By Mark Battersby, Contributing Editor
The new “Protecting Americans from Tax Hikes” (PATH) Act of 2015 retroactively extended quite a few tax-saving provisions, many quite narrow in scope such as those for film and theater producers, NASCAR racetrack owners, racehorse owners and rum producers in Puerto Rico and the Virgin Islands.
Fortunately, among the extended provisions are many others that will benefit those in the convenience store industry.
The so-called “Cadillac tax” on the high-cost health insurance plans so many convenience store owners provide themselves and key employees will be delayed from 2018-2020. But the big deal for many retailers will be the permanent extension of the Section 179 small business expensing deduction.
FIRST-YEAR WRITE-OFFS
The “Section 179” deduction allows a convenience store business to take an up-front expense deduction for the entire cost of equipment ranging from computers to fixtures to machinery and POS systems. The “Section 179” amount allowed as a write off in the first year—instead of slowly deducting or depreciating the cost over several years—is now permanently fixed at $500,000 per year (phased out dollar-for-dollar as expenditures begin to exceed $2 million in a year).
For the first time, PATH treats air conditioning and heating units placed in service after the 2015 tax year as eligible for first-year expensing. In an unusual move, lawmakers will allow these amounts to be permanently adjusted for inflation, beginning in 2016.
Bottom line, for the 2015 tax year and in tax years down the road, a convenience store business can each year expense and deduct up to $500,000 in equipment purchases.
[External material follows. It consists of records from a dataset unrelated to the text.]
use std::collections::HashMap;
use std::sync::Mutex;

use crate::error::SessionError;

use super::store::StorageBackend;

/// In-process storage backend.
///
/// Stands in for the real persistence medium in tests and embedded use.
#[derive(Default)]
pub struct MemoryStorage {
    entries: Mutex<HashMap<String, String>>,
}

impl MemoryStorage {
    pub fn new() -> Self {
        Self::default()
    }
}

impl StorageBackend for MemoryStorage {
    fn read(&self, key: &str) -> Option<String> {
        self.entries.lock().ok()?.get(key).cloned()
    }

    fn write(&self, key: &str, value: &str) -> Result<(), SessionError> {
        let mut entries = self
            .entries
            .lock()
            .map_err(|e| SessionError::Write(e.to_string()))?;
        entries.insert(key.to_string(), value.to_string());
        Ok(())
    }

    fn remove(&self, key: &str) {
        if let Ok(mut entries) = self.entries.lock() {
            entries.remove(key);
        }
    }
}

#[cfg(test)]
mod tests {
    use super::*;

    #[test]
    fn test_memory_storage_roundtrip() {
        let storage = MemoryStorage::new();
        assert_eq!(storage.read("k"), None);
        storage.write("k", "v").unwrap();
        assert_eq!(storage.read("k"), Some("v".to_string()));
    }

    #[test]
    fn test_memory_storage_remove_absent_key() {
        let storage = MemoryStorage::new();
        storage.remove("missing");
        storage.write("k", "v").unwrap();
        storage.remove("k");
        storage.remove("k");
        assert_eq!(storage.read("k"), None);
    }
}
use std::path::{Path, PathBuf};

use anyhow::Result;
use clap::{Parser, Subcommand};

use opsdesk_core::config::{self, Config};
use opsdesk_core::identity;
use opsdesk_core::logout::{self, Navigator};
use opsdesk_core::policy;
use opsdesk_core::session::file_store::FileStorage;
use opsdesk_core::session::{LoginPayload, SessionStore};

#[derive(Parser)]
#[command(
    name = "opsdesk",
    about = "opsdesk - admin console session tooling",
    version = opsdesk_core::VERSION,
)]
struct Cli {
    /// Path to the config file
    #[arg(long, global = true)]
    config: Option<PathBuf>,

    #[command(subcommand)]
    command: Commands,
}

#[derive(Subcommand)]
enum Commands {
    /// Store a login payload as the current session
    Login {
        /// Path to the JSON payload returned by the login provider
        payload: PathBuf,
    },
    /// Show config and session status
    Status,
    /// Show the resolved admin identity
    Whoami,
    /// Clear the session and redirect to the login route
    Logout,
}

fn main() -> Result<()> {
    tracing_subscriber::fmt()
        .with_env_filter(
            tracing_subscriber::EnvFilter::from_default_env()
                .add_directive("opsdesk=info".parse().unwrap()),
        )
        .init();

    let cli = Cli::parse();
    let cfg = match cli.config.as_deref() {
        Some(path) => config::load_config(Some(path)),
        None => config::load_config_from_env(),
    };

    match cli.command {
        Commands::Login { payload } => cmd_login(&cfg, &payload),
        Commands::Status => cmd_status(&cfg, cli.config.as_deref()),
        Commands::Whoami => cmd_whoami(&cfg),
        Commands::Logout => cmd_logout(&cfg),
    }
}

// ====== Commands ======

fn open_store(cfg: &Config) -> SessionStore {
    SessionStore::new(Box::new(FileStorage::new(&cfg.data_dir())))
}

fn cmd_login(cfg: &Config, payload_path: &Path) -> Result<()> {
    let raw = std::fs::read_to_string(payload_path)?;
    let payload: LoginPayload = serde_json::from_str(&raw)?;

    let store = open_store(cfg);
    let record = store.store(payload)?;

    let who = identity::resolve(&store, &cfg.auth.default_identity);
    println!("Signed in as {} <{}>", who.name, who.email);
    if !policy::is_active(Some(&record)) {
        println!("Session stored but not active yet (no role/status assigned).");
    }
    Ok(())
}

fn cmd_status(cfg: &Config, config_path: Option<&Path>) -> Result<()> {
    let config_file = config_path
        .map(|p| p.to_path_buf())
        .unwrap_or_else(config::get_config_path);
    let data_dir = cfg.data_dir();

    println!("opsdesk Status\n");
    println!(
        "Config: {} {}",
        config_file.display(),
        if config_file.exists() { "✓" } else { "✗" }
    );
    println!(
        "Data dir: {} {}",
        data_dir.display(),
        if data_dir.exists() { "✓" } else { "✗" }
    );

    let store = open_store(cfg);
    match store.get() {
        None => println!("Session: none"),
        Some(record) => {
            let state = if policy::is_active(Some(&record)) {
                "active"
            } else {
                "stored, not active"
            };
            println!("Session: {} ({})", record.user.username, state);
            if let Some(stored_at) = &record.stored_at {
                println!("Stored at: {}", stored_at);
            }
        }
    }

    Ok(())
}

fn cmd_whoami(cfg: &Config) -> Result<()> {
    let store = open_store(cfg);
    let who = identity::resolve(&store, &cfg.auth.default_identity);

    println!("{} <{}>", who.name, who.email);
    println!("Username: {}", who.username);
    println!("Id: {}", who.id);
    println!(
        "Active: {}",
        if policy::get_active(&store).is_some() {
            "✓"
        } else {
            "✗"
        }
    );

    Ok(())
}

fn cmd_logout(cfg: &Config) -> Result<()> {
    let store = open_store(cfg);
    logout::force_logout(&store, &TerminalNavigator, &cfg.auth.login_path);
    println!("Logged out.");
    Ok(())
}

/// Navigator that reports the redirect target on stdout; the console UI
/// owns real navigation.
struct TerminalNavigator;

impl Navigator for TerminalNavigator {
    fn navigate(&self, path: &str) {
        println!("→ {}", path);
    }
}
While the equipment can be either new or used, if it is purchased using a trade-in as part of the price, the Section 179 expense allowance is only available for the excess of the property’s cost over the under-appreciated cost or book value of the property traded in.
A BONUS WRITE-OFF
Originally created as a short-term stimulus measure, bonus depreciation is back albeit phased out over a five year period. Bonus depreciation, which permits the immediate deduction of any business equipment expenses, rather than a depreciated tax benefit over time, has been extended at the former 50% rate for the 2015-2017 tax years. It will be phased down to 40% in 2018 and 30% in 2019 before disappearing from the books.
It does allow businesses which spend heavily on equipment, machinery and other business property to reap large up-front tax breaks. Overall tax savings are predicted to be $281 billion over a 10-year period.
Many convenience store operators may, however, find the bonus depreciation break is more valuable than the Section 179 deduction because this deduction is limited to the taxable income of the business with any excess carried forward. Naturally, losses generated by the 50% bonus depreciation can offset other income. They can also be carried from two years, thereby generating a refund from Uncle Sam.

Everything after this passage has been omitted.